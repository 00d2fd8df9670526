//! Personal Blog - access core
//!
//! Session acquisition, role resolution and route gating for a personal
//! blog whose auth and tables live on a hosted backend. The same pipeline
//! backs the HTTP surface, which runs it once per request.

pub mod adapters;
pub mod application;
pub mod config;
pub mod domain;
pub mod ports;
//! Request-scoped session source.
//!
//! On the server every request carries its own session (or none). This
//! adapter lets the same session pipeline the browser client uses run once
//! per request: the current session is whatever the bearer token validated
//! to, and the change stream stays silent for the request's lifetime.

use std::sync::Arc;

use async_trait::async_trait;
use tokio::sync::broadcast;

use crate::domain::auth::{AuthChange, AuthError, Session};
use crate::ports::{AuthSubscription, SessionSource};

pub struct RequestSessionSource {
    session: Option<Arc<Session>>,
    // Held so subscriptions stay open rather than reporting a closed stream.
    changes: broadcast::Sender<AuthChange>,
}

impl RequestSessionSource {
    pub fn new(session: Option<Session>) -> Self {
        let (changes, _) = broadcast::channel(1);
        Self {
            session: session.map(Arc::new),
            changes,
        }
    }

    pub fn anonymous() -> Self {
        Self::new(None)
    }
}

#[async_trait]
impl SessionSource for RequestSessionSource {
    async fn current_session(&self) -> Result<Option<Arc<Session>>, AuthError> {
        Ok(self.session.clone())
    }

    fn subscribe(&self) -> AuthSubscription {
        AuthSubscription::new(self.changes.subscribe())
    }
}
//! Role Resolver.
//!
//! Maps a session to a role by reading the caller's profile row:
//!
//! | Session | Profile lookup          | Role                         |
//! |---------|-------------------------|------------------------------|
//! | none    | not attempted           | `Anonymous`                  |
//! | some    | row found               | decoded from the stored role |
//! | some    | not found               | `User`, row created detached |
//! | some    | any other failure       | `User`                       |
//!
//! Failures only ever degrade toward `User`, never toward `Admin`. Store
//! calls are made as the session's user.

use std::collections::HashSet;
use std::sync::{Arc, Mutex, PoisonError};

use crate::domain::auth::{ProfileRecord, Role, Session};
use crate::domain::foundation::UserId;
use crate::ports::{ProfileStore, ProfileStoreError};

use super::BackgroundTasks;

#[derive(Clone)]
pub struct RoleResolver {
    store: Arc<dyn ProfileStore>,
    background: Arc<BackgroundTasks>,
    /// Users whose profile insert is currently in flight.
    creating: Arc<Mutex<HashSet<UserId>>>,
}

impl RoleResolver {
    pub fn new(store: Arc<dyn ProfileStore>, background: Arc<BackgroundTasks>) -> Self {
        Self {
            store,
            background,
            creating: Arc::new(Mutex::new(HashSet::new())),
        }
    }

    pub async fn resolve(&self, session: Option<&Session>) -> Role {
        let Some(session) = session else {
            return Role::Anonymous;
        };
        let user_id = session.user_id();

        match self.store.find_by_id(session).await {
            Ok(profile) => {
                let role = profile.role();
                tracing::debug!(user_id = %user_id, role = %role, "Resolved role from profile");
                role
            }
            Err(ProfileStoreError::NotFound) => {
                tracing::info!(user_id = %user_id, "No profile yet, creating one");
                self.create_profile(session.clone(), ProfileRecord::first_sign_in(session));
                Role::User
            }
            Err(e) => {
                tracing::warn!(
                    user_id = %user_id,
                    error = %e,
                    "Profile lookup failed, defaulting to user"
                );
                Role::User
            }
        }
    }

    /// Spawns the insert unless one for the same user is already running.
    fn create_profile(&self, caller: Session, profile: ProfileRecord) {
        let first = self
            .creating
            .lock()
            .unwrap_or_else(PoisonError::into_inner)
            .insert(profile.id.clone());
        if !first {
            tracing::debug!(user_id = %profile.id, "Profile creation already in flight");
            return;
        }

        let store = self.store.clone();
        let creating = self.creating.clone();
        self.background.spawn("create_profile", async move {
            match store.insert(&caller, &profile).await {
                Ok(()) => tracing::info!(user_id = %profile.id, "Created profile"),
                Err(ProfileStoreError::Conflict) => {
                    tracing::debug!(user_id = %profile.id, "Profile already existed")
                }
                Err(e) => {
                    tracing::error!(user_id = %profile.id, error = %e, "Failed to create profile")
                }
            }
            creating
                .lock()
                .unwrap_or_else(PoisonError::into_inner)
                .remove(&profile.id);
        });
    }
}

#[cfg(test)]
mod tests {
    use super::*;
    use crate::adapters::profile::InMemoryProfileStore;

    fn session(id: &str) -> Session {
        Session::new(
            UserId::new(id).unwrap(),
            Some(format!("{}@example.com", id)),
            "token",
        )
    }

    fn resolver(store: &Arc<InMemoryProfileStore>) -> (RoleResolver, Arc<BackgroundTasks>) {
        let background = Arc::new(BackgroundTasks::new());
        (
            RoleResolver::new(store.clone(), background.clone()),
            background,
        )
    }

    #[tokio::test]
    async fn no_session_is_anonymous_without_query() {
        let store = Arc::new(InMemoryProfileStore::new());
        let (resolver, _) = resolver(&store);

        assert_eq!(resolver.resolve(None).await, Role::Anonymous);
        assert_eq!(store.find_count(), 0);
    }

    #[tokio::test]
    async fn existing_row_role_is_used() {
        let store = Arc::new(
            InMemoryProfileStore::new()
                .with_profile("admin-1", Role::Admin)
                .with_profile("user-1", Role::User),
        );
        let (resolver, _) = resolver(&store);

        assert_eq!(resolver.resolve(Some(&session("admin-1"))).await, Role::Admin);
        assert_eq!(resolver.resolve(Some(&session("user-1"))).await, Role::User);
        assert_eq!(store.insert_count(), 0);
    }

    #[tokio::test]
    async fn missing_row_is_created_as_user() {
        let store = Arc::new(InMemoryProfileStore::new());
        let (resolver, background) = resolver(&store);

        assert_eq!(resolver.resolve(Some(&session("u2"))).await, Role::User);
        background.drain().await;

        assert_eq!(store.insert_count(), 1);
        let row = store.get("u2").unwrap();
        assert_eq!(row.role, "user");
        assert_eq!(row.email.as_deref(), Some("u2@example.com"));
    }

    #[tokio::test]
    async fn failed_insert_still_resolves_user() {
        let store = Arc::new(
            InMemoryProfileStore::new().with_insert_error(ProfileStoreError::unavailable("down")),
        );
        let (resolver, background) = resolver(&store);

        assert_eq!(resolver.resolve(Some(&session("u2"))).await, Role::User);
        background.drain().await;
        assert_eq!(store.insert_count(), 1);
        assert!(store.is_empty());
    }

    #[tokio::test]
    async fn lookup_failure_degrades_to_user() {
        let store = Arc::new(
            InMemoryProfileStore::new()
                .with_profile("admin-1", Role::Admin)
                .with_find_error(ProfileStoreError::unavailable("timeout")),
        );
        let (resolver, background) = resolver(&store);

        assert_eq!(resolver.resolve(Some(&session("admin-1"))).await, Role::User);
        background.drain().await;
        assert_eq!(store.insert_count(), 0);
    }

    #[tokio::test]
    async fn re_resolving_is_idempotent() {
        let store = Arc::new(InMemoryProfileStore::new());
        let (resolver, background) = resolver(&store);
        let s = session("u3");

        let first = resolver.resolve(Some(&s)).await;
        background.drain().await;
        let second = resolver.resolve(Some(&s)).await;
        background.drain().await;

        assert_eq!(first, second);
        assert_eq!(store.insert_count(), 1);
    }

    #[tokio::test]
    async fn concurrent_first_resolutions_insert_once() {
        let store = Arc::new(InMemoryProfileStore::new());
        let gate = store.hold_inserts();
        let (resolver, background) = resolver(&store);
        let s = session("u4");

        let (a, b) = tokio::join!(resolver.resolve(Some(&s)), resolver.resolve(Some(&s)));
        assert_eq!((a, b), (Role::User, Role::User));

        gate.notify_one();
        background.drain().await;
        assert_eq!(store.insert_count(), 1);
        assert!(store.get("u4").is_some());
    }

    #[tokio::test]
    async fn unknown_stored_role_decodes_to_user() {
        let store = Arc::new(InMemoryProfileStore::new().with_raw_role("u5", "superadmin"));
        let (resolver, _) = resolver(&store);
        assert_eq!(resolver.resolve(Some(&session("u5"))).await, Role::User);
    }

    #[tokio::test]
    async fn stored_anonymous_passes_through() {
        let store = Arc::new(InMemoryProfileStore::new().with_raw_role("u6", "anonymous"));
        let (resolver, _) = resolver(&store);
        assert_eq!(resolver.resolve(Some(&session("u6"))).await, Role::Anonymous);
    }

    #[tokio::test]
    async fn store_calls_carry_the_session_token() {
        let store = Arc::new(InMemoryProfileStore::new());
        let (resolver, background) = resolver(&store);
        let s = Session::new(UserId::new("u7").unwrap(), None, "u7-access-token");

        resolver.resolve(Some(&s)).await;
        background.drain().await;

        assert_eq!(store.seen_tokens(), vec!["u7-access-token", "u7-access-token"]);
    }
}
//! HTTP adapters - the axum surface.
//!
//! - `middleware` - Bearer-token validation and session extractors
//! - `site` - Auth, engagement, view tracking and page routing endpoints
//!
//! [`app_router`] assembles them under the configured base path with
//! request tracing, CORS and a request timeout.

pub mod middleware;
pub mod site;

pub use site::{site_routes, SiteAppState};

use axum::http::{header, HeaderValue, Method};
use axum::Router;
use tower_http::cors::{AllowOrigin, CorsLayer};
use tower_http::timeout::TimeoutLayer;
use tower_http::trace::TraceLayer;

use crate::config::ServerConfig;

use self::middleware::{auth_middleware, ValidatorState};

/// Builds the complete application router.
pub fn app_router(state: SiteAppState, validator: ValidatorState, server: &ServerConfig) -> Router {
    let routes = site_routes()
        .with_state(state)
        .layer(axum::middleware::from_fn_with_state(validator, auth_middleware));

    let app = if server.base_path == "/" {
        routes
    } else {
        Router::new().nest(&server.base_path, routes)
    };

    app.layer(cors_layer(&server.cors_origins_list()))
        .layer(TimeoutLayer::new(server.request_timeout()))
        .layer(TraceLayer::new_for_http())
}

fn cors_layer(origins: &[String]) -> CorsLayer {
    let allowed: Vec<HeaderValue> = origins
        .iter()
        .filter_map(|origin| match HeaderValue::from_str(origin) {
            Ok(value) => Some(value),
            Err(_) => {
                tracing::warn!(origin = %origin, "Ignoring invalid CORS origin");
                None
            }
        })
        .collect();

    CorsLayer::new()
        .allow_origin(AllowOrigin::list(allowed))
        .allow_methods([Method::GET, Method::POST, Method::DELETE])
        .allow_headers([header::AUTHORIZATION, header::CONTENT_TYPE])
}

- Exercise description:
A count is needed of the lines above that hold the word "middleware"; give that count and no other text.

- Response:
4